▶ _What the task requires_: Set down exactly the lines of the records from the top to the line containing "the store as"; include both.
══ Input ══
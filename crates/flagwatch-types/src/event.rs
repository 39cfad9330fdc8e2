//! History events, current-flag rows, and snapshot payloads.
//!
//! A [`Snapshot`] is the complete point-in-time mapping of flag names to
//! values for one series, exactly as retrieved from the upstream source.
//! Each diff run compares the incoming snapshot to the prior one and emits
//! [`NewEvent`]s; once persisted they come back out of the store as
//! [`HistoryEvent`]s with a database-assigned id.
//!
//! Flag values are opaque JSON (string, boolean, or number upstream) and
//! are compared by deep equality only.

use std::collections::BTreeMap;

use chrono::{DateTime, Utc};
use serde::{Deserialize, Serialize};
use ts_rs::TS;

use crate::series::Series;

/// A complete point-in-time mapping of flag names to values for one series.
///
/// `BTreeMap` keeps flags in name order, which makes diff output
/// deterministic without an explicit sort.
pub type Snapshot = BTreeMap<String, serde_json::Value>;

/// The lifecycle stage a history event records for a flag.
#[derive(Debug, Clone, Copy, PartialEq, Eq, Hash, Serialize, Deserialize, TS)]
#[ts(export)]
pub enum HistoryEventType {
    /// First-ever observation of a flag during the first ingestion for its
    /// series (no prior recorded state existed at all).
    TrackingBegan,
    /// A flag appeared in a snapshot for a series that already had state.
    Created,
    /// A tracked flag's value changed.
    Updated,
    /// A tracked flag disappeared from the snapshot.
    Removed,
}

impl HistoryEventType {
    /// Convert to the `PostgreSQL` enum string stored in the `history` table.
    pub const fn as_db_str(self) -> &'static str {
        match self {
            Self::TrackingBegan => "tracking_began",
            Self::Created => "created",
            Self::Updated => "updated",
            Self::Removed => "removed",
        }
    }

    /// Parse the `PostgreSQL` enum string back into the variant.
    ///
    /// Returns `None` for strings outside the enum, which can only happen
    /// if the database schema and this crate disagree.
    pub fn from_db_str(s: &str) -> Option<Self> {
        match s {
            "tracking_began" => Some(Self::TrackingBegan),
            "created" => Some(Self::Created),
            "updated" => Some(Self::Updated),
            "removed" => Some(Self::Removed),
            _ => None,
        }
    }
}

/// A change event produced by a diff run, not yet persisted.
///
/// Carries no id; the `history` table assigns one on append. `value` is
/// the new value for `TrackingBegan`/`Created`/`Updated` and `None` for
/// `Removed`.
#[derive(Debug, Clone, PartialEq)]
pub struct NewEvent {
    /// The series the event belongs to.
    pub series: Series,
    /// The flag the event is about.
    pub flag: String,
    /// The lifecycle stage recorded.
    pub event_type: HistoryEventType,
    /// The new value, absent for removals.
    pub value: Option<serde_json::Value>,
    /// Wall-clock instant the diff ran.
    pub time: DateTime<Utc>,
}

/// An immutable, persisted change event as served by the history feed.
#[derive(Debug, Clone, PartialEq, Serialize, Deserialize, TS)]
#[serde(rename_all = "camelCase")]
#[ts(export)]
pub struct HistoryEvent {
    /// Database-assigned append order id.
    pub id: i64,
    /// The series the event belongs to.
    pub series: Series,
    /// The flag the event is about.
    pub flag: String,
    /// The lifecycle stage recorded.
    #[serde(rename = "type")]
    pub event_type: HistoryEventType,
    /// The new value, absent for removals.
    #[serde(default, skip_serializing_if = "Option::is_none")]
    pub value: Option<serde_json::Value>,
    /// Wall-clock instant the diff ran.
    pub time: DateTime<Utc>,
}

/// A currently tracked flag with its value and last-change time.
///
/// `last_updated` is the time of the most recent history event for the
/// flag whose type is not [`HistoryEventType::TrackingBegan`]; it is
/// absent for flags that never changed since first tracked.
#[derive(Debug, Clone, PartialEq, Serialize, Deserialize, TS)]
#[serde(rename_all = "camelCase")]
#[ts(export)]
pub struct CurrentFlag {
    /// The series the flag belongs to.
    pub series: Series,
    /// The flag name.
    pub flag: String,
    /// The current value as of the latest snapshot.
    pub current_value: serde_json::Value,
    /// Time of the newest non-initial event, if the flag ever changed.
    #[serde(default, skip_serializing_if = "Option::is_none")]
    pub last_updated: Option<DateTime<Utc>>,
}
═══
▶ _Your response_:
filename crates/flagwatch-types/src/event.rs
repository 39cfad9330fdc8e2
//! History events, current-flag rows, and snapshot payloads.
//!
//! A [`Snapshot`] is the complete point-in-time mapping of flag names to
//! values for one series, exactly as retrieved from the upstream source.
//! Each diff run compares the incoming snapshot to the prior one and emits
//! [`NewEvent`]s; once persisted they come back out of the store as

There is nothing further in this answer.